The underlying goal of the new Regulation is to streamline the access of small and medium-sized enterprises (SME) to capital markets. It brings some game changing framework into the European legal landscape allowing the democratization of securities offers.

It is known that the costs involved with the drafting of prospectus is a taxing endeavor for SMEs in search for capital. Together with other costs associated with complying with red tape, SMEs and Start-ups suffer from a visible disadvantage when seeking finance that is often reserved for larger and established players. This reality not only translates into uncompetitive financial environment, but as a blockade to the entry of new players in its sector.

With this new regulation, enforceable in all EU states, an important step has been given in the direction of the democratizing and leveling the ground between “blue chip” issuers and SME alike.

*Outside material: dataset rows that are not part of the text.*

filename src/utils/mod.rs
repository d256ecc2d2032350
pub mod error;
pub mod logger;
pub mod monitor;
pub mod validation;
// Adapters layer: concrete implementations of the domain ports
// (planogram lookup, cart store, diagnostics, clock, raw input sources).

pub mod cart;
pub mod clock;
pub mod diagnostics;
pub mod planogram;
pub mod source;

pub use cart::SharedCart;
pub use clock::{FixedClock, SystemClock};
pub use diagnostics::{JsonLinesDiagnostics, MemoryDiagnostics, NullDiagnostics, TracingDiagnostics};
pub use planogram::Planogram;
pub use source::{open_input, InputEncoding, ReaderSource};
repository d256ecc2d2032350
use crate::domain::model::ProductEntry;
use crate::domain::ports::CatalogResolver;
use crate::utils::error::{Result, ShelfError};
use crate::utils::validation::{validate_non_empty_string, Validate};
use serde::{Deserialize, Serialize};
use std::collections::HashSet;
use std::path::Path;

/// 秤重板上的一個位置
#[derive(Debug, Clone, Serialize, Deserialize)]
pub struct PlanogramSlot {
    /// 秤重板回報的代碼，例如 `I9`
    pub position: String,
    pub shelf: Option<String>,
    pub product_id: String,
}

/// 目前上架的商品
#[derive(Debug, Clone, Serialize, Deserialize)]
pub struct CatalogProduct {
    pub product_id: String,
    pub name: Option<String>,
    /// 標稱重量 (g)
    pub grams: f64,
}

/// 位置表 + 商品表，組出 `ProductEntry`
#[derive(Debug, Clone, Default, Serialize, Deserialize)]
pub struct Planogram {
    #[serde(default)]
    pub positions: Vec<PlanogramSlot>,
    #[serde(default)]
    pub products: Vec<CatalogProduct>,
}

impl Planogram {
    /// 依副檔名讀 TOML 或 JSON
    pub fn from_file<P: AsRef<Path>>(path: P) -> Result<Self> {
        let path = path.as_ref();
        let content = std::fs::read_to_string(path)?;
        let planogram = match path.extension().and_then(|ext| ext.to_str()) {
            Some("json") => serde_json::from_str(&content)?,
            _ => Self::from_toml_str(&content)?,
        };
        tracing::debug!("Loaded planogram from {}", path.display());
        Ok(planogram)
    }

    pub fn from_toml_str(content: &str) -> Result<Self> {
        Ok(toml::from_str(content)?)
    }

    /// 換上最新的商品表 (例如從後台同步)
    pub fn with_products(mut self, products: Vec<CatalogProduct>) -> Self {
        self.products = products;
        self
    }

    fn find_slot(&self, position: &str, shelf: Option<&str>) -> Option<&PlanogramSlot> {
        let mut candidates = self.positions.iter().filter(|slot| slot.position == position);

        match shelf {
            Some(shelf) => {
                let candidates: Vec<&PlanogramSlot> = candidates.collect();
                candidates
                    .iter()
                    .find(|slot| slot.shelf.as_deref() == Some(shelf))
                    .or_else(|| candidates.iter().find(|slot| slot.shelf.is_none()))
                    .copied()
            }
            None => candidates.next(),
        }
    }
}

impl CatalogResolver for Planogram {
    fn resolve(&self, product: &str, shelf: Option<&str>) -> Option<ProductEntry> {
        let slot = self.find_slot(product, shelf)?;
        let catalog = self
            .products
            .iter()
            .find(|p| p.product_id == slot.product_id)?;

        Some(ProductEntry {
            product_id: catalog.product_id.clone(),
            name: catalog.name.clone(),
            shelf: slot.shelf.clone(),
            nominal_weight: catalog.grams,
        })
    }
}

impl Validate for Planogram {
    fn validate(&self) -> Result<()> {
        let mut seen = HashSet::new();
        for slot in &self.positions {
            validate_non_empty_string("positions.position", &slot.position)?;
            validate_non_empty_string("positions.product_id", &slot.product_id)?;
            if !seen.insert((slot.position.as_str(), slot.shelf.as_deref())) {
                return Err(ShelfError::InvalidConfigValueError {
                    field: "positions".to_string(),
                    value: slot.position.clone(),
                    reason: format!(
                        "duplicate position on shelf {}",
                        slot.shelf.as_deref().unwrap_or("N/A")
                    ),
                });
            }
        }

        for product in &self.products {
            if !(product.grams.is_finite() && product.grams > 0.0) {
                return Err(ShelfError::InvalidConfigValueError {
                    field: "products.grams".to_string(),
                    value: product.grams.to_string(),
                    reason: format!("nominal weight of '{}' must be positive", product.product_id),
                });
            }
        }

        for slot in &self.positions {
            if !self.products.iter().any(|p| p.product_id == slot.product_id) {
                tracing::warn!(
                    "Position {} points to unknown product '{}'",
                    slot.position,
                    slot.product_id
                );
            }
        }

        Ok(())
    }
}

Particular attention should be paid to the following:

  1. Possibility of a prospectus exemption for the issuance of securities on the threshold between EURO 1.000.000 and EURO 8.000.000 (each member state shall set its own thresholds)
  2. Creation of an “Universal Registration Document” allowing a swifter approval procedure of prospectus to frequent issuers
  3. Simplified disclosure regime for secondary issuance
  4. The creation of new simplified prospectus, “EU Growth”, applicable for the following entities:
  • SMEs;
  • Other issuers other than SMEs, whose securities are traded or are to be traded on an SME growth market, provided that those issuers had an average market capitalization of less than EURO 500.000.000 on the basis of end-year quotes for the previous three calendar years;
  • issuers, other than those referred above, where the offer of securities to the public is of a total consideration (within the EU) not exceeding EURO 20.000.000 calculated over a period of 12 months, provided that such issuers have no securities traded on an MTF, and have an average number of employees during the previous financial year of up to 499.
  • Offerors of securities issued by issuers mentioned in point a) and b).

The entry into force of this Regulation is recent, and investors are surely eager to see how it will impact the capital markets scene.